Abstract
New phenoxybenzylidene ruthenium chelates were synthesised from the second generation Grubbs catalysts bearing a triphenylphosphine ligand (or its para-substituted analogues) by metathesis exchange with substituted 2-vinylphenols. The complexes behave like a latent catalyst and are characterized by an improved catalytic behaviour as compared to that of the known analogues, i.e., they exhibit high catalytic inactivity in their dormant forms and a profound increase in activity after activation with HCl. The strong electronic influence of substituents in the chelating ligand on the catalytic activity was demonstrated. The catalytic properties were tested in ROMP of cyclooctadien (COD) and a single selected norbornene derivative.
Introduction
Olefin metathesis is nowadays one of the most important methods for the formation of carbon–carbon bonds in organic and polymer chemistry [1,2]. The availability of well-defined ruthenium-based catalysts, showing a number of desirable features such as tolerance of functional groups, moisture and air, has significantly expanded the scope and application of this process regardless of dynamic advancement in the development of ruthenium-based metathesis catalysts. Continuous efforts have been aimed at the search for new catalysts characterized by improved stability and catalytic performance. One of the current challenges is the development of catalysts allowing control of initiation for some metathesis polymerisation processes. For such applications a variety of latent catalysts have been reported which permit control of initiation and efficient propagation of the reaction [3-5].
Among numerous examples of latent catalysts, the complexes representing the structural motif illustrated in Figure 1 have been relative poorly investigated. Known examples include benzylidenecarboxylate (Figure 2a) [6] and nitronate complexes (Figure 2b) [7] as well as amidobenzylidene ruthenium chelates (Figure 2c–e) that we have disclosed in cooperation with the Grela group [8].
Recently we have reported a study on aryloxybenzylidene ruthenium chelates (1a–d Figure 3) [9]. Similar complexes have also been independently studied by Skowerski and Grela [10].
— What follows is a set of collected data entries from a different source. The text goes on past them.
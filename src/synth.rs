//! Sample synthesizer: renders one note as mono 44100 Hz PCM by
//! pitch-shifting and looping the best-matching SoundFont zone sample
//! under the zone's volume envelope. Without a SoundFont it falls back
//! to a four-harmonic additive tone.

use crate::sf2::{find_zone, PresetSelection, SoundFont, Zone};

pub const SAMPLE_RATE: f32 = 44100.0;

/// Output gain applied after the envelope, before velocity scaling.
const ZONE_GAIN: f32 = 0.85;

/// Loops shorter than this many sample frames are treated as absent.
const MIN_LOOP_LEN: usize = 32;

/// Render one note. Uses the preset's note cache when it covers the
/// note, looks a zone up otherwise, and falls back to the additive
/// tone when the selection is empty.
pub fn render_note(
    sf: &SoundFont,
    selection: &PresetSelection,
    note: u8,
    duration_s: f32,
    velocity: u8,
) -> Vec<f32> {
    let zone_idx = selection.note_cache[note.min(127) as usize]
        .or_else(|| find_zone(&sf.zones, &selection.zone_indices, note, velocity));
    match zone_idx {
        Some(idx) => render_zone(sf, &sf.zones[idx], note, duration_s, velocity),
        None => fallback_tone(note, duration_s, velocity),
    }
}

/// Pitch-shifted, looped, enveloped read of one zone's sample.
pub fn render_zone(
    sf: &SoundFont,
    zone: &Zone,
    note: u8,
    duration_s: f32,
    velocity: u8,
) -> Vec<f32> {
    let count = (duration_s * SAMPLE_RATE).max(1.0) as usize;
    let mut out = vec![0.0f32; count];

    let semitones = note as f32 - zone.root_key as f32 + zone.tuning_cents / 100.0;
    let pitch_ratio =
        2f32.powf(semitones / 12.0) as f64 * (zone.sample_rate as f64 / SAMPLE_RATE as f64);

    let loop_len = zone.end_loop.saturating_sub(zone.start_loop);
    let looping = matches!(zone.loop_mode, 1 | 3)
        && loop_len >= MIN_LOOP_LEN
        && zone.start_loop >= zone.start_offset
        && zone.end_loop <= zone.end_offset
        && zone.end_loop <= sf.samples.len();

    let envelope = Envelope::for_zone(zone, duration_s, count);
    let gain = velocity.min(127) as f32 / 127.0 * ZONE_GAIN;

    let mut pos = zone.start_offset as f64;
    for (i, slot) in out.iter_mut().enumerate() {
        let idx = pos as usize;
        if !looping && idx + 1 >= zone.end_offset {
            break;
        }
        let frac = (pos - idx as f64) as f32;
        let mut next = idx + 1;
        if looping && next >= zone.end_loop {
            // The interpolation neighbor wraps at the loop seam.
            next = zone.start_loop;
        }
        let a = sf.samples.get(idx).copied().unwrap_or(0) as f32 / 32768.0;
        let b = sf.samples.get(next).copied().unwrap_or(0) as f32 / 32768.0;
        let sample = (a + (b - a) * frac) * envelope.level_at(i) * gain;
        *slot = if sample.is_finite() { sample } else { 0.0 };

        pos += pitch_ratio;
        if looping && pos >= zone.end_loop as f64 {
            let offset = (pos - zone.start_loop as f64) % loop_len as f64;
            pos = zone.start_loop as f64 + offset;
        }
    }
    out
}

/// Linear ADSR evaluated per output sample.
struct Envelope {
    attack_end: f32,
    decay_end: f32,
    sustain: f32,
    release_start: f32,
    release_len: f32,
}

impl Envelope {
    fn for_zone(zone: &Zone, duration_s: f32, count: usize) -> Envelope {
        let attack = zone.attack_s.min(2.0).max(0.005) * SAMPLE_RATE;
        let decay = zone.decay_s.min(4.0).max(0.01) * SAMPLE_RATE;
        let release = zone
            .release_s
            .min(0.3 * duration_s)
            .min(2.0)
            .max(0.02)
            * SAMPLE_RATE;
        Envelope {
            attack_end: attack,
            decay_end: attack + decay,
            sustain: zone.sustain_level.clamp(0.0, 1.0),
            release_start: count as f32 - release,
            release_len: release.max(1.0),
        }
    }

    fn level_at(&self, i: usize) -> f32 {
        let i = i as f32;
        let base = if i < self.attack_end {
            i / self.attack_end.max(1.0)
        } else if i < self.decay_end {
            let t = (i - self.attack_end) / (self.decay_end - self.attack_end).max(1.0);
            1.0 - (1.0 - self.sustain) * t
        } else {
            self.sustain
        };
        if i >= self.release_start {
            let t = ((i - self.release_start) / self.release_len).min(1.0);
            base * (1.0 - t)
        } else {
            base
        }
    }
}

/// Additive fallback when no SoundFont is loaded: four harmonics under
/// a fixed ADSR.
pub fn fallback_tone(note: u8, duration_s: f32, velocity: u8) -> Vec<f32> {
    const WEIGHTS: [f32; 4] = [1.0, 0.35, 0.15, 0.06];
    const NORM: f32 = 1.56;

    let count = (duration_s * SAMPLE_RATE).max(1.0) as usize;
    let freq = 440.0 * 2f32.powf((note as f32 - 69.0) / 12.0);
    let gain = velocity.min(127) as f32 / 127.0 * 0.75;

    let attack = 0.008 * SAMPLE_RATE;
    let decay = 0.150 * SAMPLE_RATE;
    let sustain = 0.6f32;
    let release = (0.3 * duration_s).min(0.2).max(0.01) * SAMPLE_RATE;
    let release_start = count as f32 - release;

    let mut out = Vec::with_capacity(count);
    for i in 0..count {
        let t = i as f32 / SAMPLE_RATE;
        let mut sample = 0.0f32;
        for (harmonic, &weight) in WEIGHTS.iter().enumerate() {
            let h_freq = freq * (harmonic as f32 + 1.0);
            if h_freq < SAMPLE_RATE / 2.0 {
                sample += weight * (2.0 * std::f32::consts::PI * h_freq * t).sin();
            }
        }
        sample /= NORM;

        let fi = i as f32;
        let mut env = if fi < attack {
            fi / attack
        } else if fi < attack + decay {
            1.0 - (1.0 - sustain) * (fi - attack) / decay
        } else {
            sustain
        };
        if fi >= release_start {
            env *= (1.0 - (fi - release_start) / release.max(1.0)).max(0.0);
        }

        let value = sample * env * gain;
        out.push(if value.is_finite() { value } else { 0.0 });
    }
    out
}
Phenoxybenzylidene complexes have been demonstrated to behave like latent catalysts in common testing reactions involving ring opening metathesis polymerisation (ROMP) of COD, norbornene derivative and dicyclopentadiene as well as cross metathesis (CM) of allylbenzene with Z-1,4-(diacetoxy)but-2-ene [9,10]. Although catalysts 1a–d are characterized by a number of advantages, they are not free from some weaknesses. They showed in some reactions a non-negligible catalytic activity in the absence of activators [9,10] and an instability of the activated forms. Herein, searching for improved latent catalysts that are less reactive in dormant form and highly active in the presence of an chemical activator, we report the synthesis and catalytic performance of new phenoxybenzylidene ruthenium chelates modified by introduction of electron donating and electron withdrawing substituents at the benzylidene ligand in para position to the coordinating oxygen and bearing instead of a strong sigma-donor ligand – tricyclohexylphosphine a weaker sigma-donor – a triphenylphosphine ligand or its derivatives. The catalytic performance of the synthesized complexes were tested in ROMP of COD and a single selected norbornene derivative.
Results and Discussion
Synthesis
Complexes containing triphenylphosphine ligands and substituted triphenylphosphine ligands were isolated in high yields (95–98%) according to the methodology described by Grubbs (Scheme 1) [11]. However, in our hands to get complete transformation 5 equiv of phosphine had to be used.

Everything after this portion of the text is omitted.